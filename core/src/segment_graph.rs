//! Segment graph over byte offsets of a raw input string.
//!
//! Nodes are offsets `0..=len` and are addressed by their offset, so every
//! cache that refers to a node only stores a `NodeId`. An edge `from -> to`
//! stands for the segment `data[from..to]` (one syllable candidate or one run
//! of separators).
//!
//! # Example
//! ```
//! use libchinese_core::SegmentGraph;
//!
//! let mut graph = SegmentGraph::new("neihou");
//! graph.add_next(0, 3);
//! graph.add_next(3, 6);
//! assert!(graph.check_graph());
//! assert_eq!(graph.segment(0, 3), "nei");
//! assert_eq!(graph.distance_to_end(0), Some(2));
//! ```

use ahash::AHashSet;
use std::collections::VecDeque;

/// Stable index of a graph node. Equal to the byte offset it represents.
pub type NodeId = usize;

#[derive(Debug, Clone, Default, PartialEq, Eq)]
struct GraphNode {
    nexts: Vec<NodeId>,
    prevs: Vec<NodeId>,
}

/// Directed acyclic graph of candidate segmentations.
#[derive(Debug, Clone, PartialEq, Eq)]
pub struct SegmentGraph {
    data: String,
    nodes: Vec<Option<GraphNode>>,
}

impl Default for SegmentGraph {
    fn default() -> Self {
        Self::new("")
    }
}

impl SegmentGraph {
    /// Create a graph over `data` that only contains the start and end nodes.
    pub fn new(data: impl Into<String>) -> Self {
        let data = data.into();
        let mut nodes = vec![None; data.len() + 1];
        nodes[0] = Some(GraphNode::default());
        let end = data.len();
        nodes[end] = Some(GraphNode::default());
        Self { data, nodes }
    }

    pub fn data(&self) -> &str {
        &self.data
    }

    /// Length of the underlying string, which is also the id of the end node.
    pub fn size(&self) -> usize {
        self.data.len()
    }

    pub fn start(&self) -> NodeId {
        0
    }

    pub fn end(&self) -> NodeId {
        self.data.len()
    }

    pub fn is_empty(&self) -> bool {
        self.data.is_empty()
    }

    /// Whether a node exists at `offset`.
    pub fn has_node(&self, offset: NodeId) -> bool {
        matches!(self.nodes.get(offset), Some(Some(_)))
    }

    /// All existing nodes in increasing offset order.
    pub fn node_ids(&self) -> impl Iterator<Item = NodeId> + '_ {
        self.nodes
            .iter()
            .enumerate()
            .filter_map(|(i, n)| n.as_ref().map(|_| i))
    }

    /// Add the edge `from -> to`. Duplicate edges are ignored.
    ///
    /// Offsets past the end of the data, or edges that do not move forward,
    /// are ignored as well; such an edge can never be part of a segmentation.
    pub fn add_next(&mut self, from: NodeId, to: NodeId) {
        if from >= to || to > self.size() {
            return;
        }
        let already = self.nodes[from]
            .get_or_insert_with(GraphNode::default)
            .nexts
            .contains(&to);
        if already {
            return;
        }
        if let Some(node) = self.nodes[from].as_mut() {
            node.nexts.push(to);
        }
        self.nodes[to]
            .get_or_insert_with(GraphNode::default)
            .prevs
            .push(from);
    }

    /// Successors of a node in insertion order.
    pub fn nexts(&self, node: NodeId) -> &[NodeId] {
        match self.nodes.get(node) {
            Some(Some(n)) => &n.nexts,
            _ => &[],
        }
    }

    /// Predecessors of a node in insertion order.
    pub fn prevs(&self, node: NodeId) -> &[NodeId] {
        match self.nodes.get(node) {
            Some(Some(n)) => &n.prevs,
            _ => &[],
        }
    }

    /// Text covered by the segment `from -> to`.
    pub fn segment(&self, from: NodeId, to: NodeId) -> &str {
        self.data.get(from..to).unwrap_or_default()
    }

    /// Check that the end is reachable from the start and that every node
    /// reachable from the start can reach the end.
    pub fn check_graph(&self) -> bool {
        let distances = self.distances_to_end();
        let mut seen = AHashSet::new();
        let mut queue = VecDeque::from([self.start()]);
        seen.insert(self.start());
        while let Some(node) = queue.pop_front() {
            if distances.get(node).copied().flatten().is_none() {
                return false;
            }
            for &next in self.nexts(node) {
                if seen.insert(next) {
                    queue.push_back(next);
                }
            }
        }
        seen.contains(&self.end())
    }

    /// Minimum number of segments from every node to the end node.
    /// `None` marks nodes that cannot reach the end.
    pub fn distances_to_end(&self) -> Vec<Option<usize>> {
        let mut distances = vec![None; self.nodes.len()];
        let end = self.end();
        distances[end] = Some(0);
        let mut queue = VecDeque::from([end]);
        while let Some(node) = queue.pop_front() {
            let d = distances[node].unwrap_or(0);
            for &prev in self.prevs(node) {
                if distances[prev].is_none() {
                    distances[prev] = Some(d + 1);
                    queue.push_back(prev);
                }
            }
        }
        distances
    }

    pub fn distance_to_end(&self, node: NodeId) -> Option<usize> {
        self.distances_to_end().get(node).copied().flatten()
    }

    /// Visit every start-to-end path in depth-first order. The callback
    /// returns `false` to stop the walk.
    pub fn dfs<F>(&self, mut callback: F)
    where
        F: FnMut(&[NodeId]) -> bool,
    {
        let mut path = vec![self.start()];
        self.dfs_from(&mut path, &mut callback);
    }

    fn dfs_from<F>(&self, path: &mut Vec<NodeId>, callback: &mut F) -> bool
    where
        F: FnMut(&[NodeId]) -> bool,
    {
        let Some(&node) = path.last() else {
            return true;
        };
        if node == self.end() {
            return callback(path);
        }
        for &next in self.nexts(node) {
            path.push(next);
            let keep_going = self.dfs_from(path, callback);
            path.pop();
            if !keep_going {
                return false;
            }
        }
        true
    }

    /// Replace this graph by `other` and return the nodes of the old graph
    /// whose derived state (matches, lattice frames) is no longer valid.
    ///
    /// A node survives when it exists in both graphs, lies strictly inside
    /// the common prefix of both strings (or the strings are equal), keeps
    /// its end-ness, has identical predecessors and all of its predecessors
    /// survive as well.
    pub fn merge(&mut self, other: SegmentGraph) -> AHashSet<NodeId> {
        let common = self
            .data
            .bytes()
            .zip(other.data.bytes())
            .take_while(|(a, b)| a == b)
            .count();
        let identical = self.data == other.data;

        let mut kept = vec![false; self.nodes.len()];
        let mut discarded = AHashSet::new();
        for node in self.node_ids().collect::<Vec<_>>() {
            let keep = other.has_node(node)
                && (node < common || identical)
                && (node == self.end()) == (node == other.end())
                && self.prevs(node) == other.prevs(node)
                && self.prevs(node).iter().all(|&p| kept[p]);
            if keep {
                kept[node] = true;
            } else {
                discarded.insert(node);
            }
        }

        tracing::trace!(
            old = %self.data,
            new = %other.data,
            discarded = discarded.len(),
            "merge segment graph"
        );
        *self = other;
        discarded
    }
}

==================================================

*Brief*. Examine the records and pull out every line where the string "both" occurs.

*Result*.
    /// A node survives when it exists in both graphs, lies strictly inside
    /// the common prefix of both strings (or the strings are equal), keeps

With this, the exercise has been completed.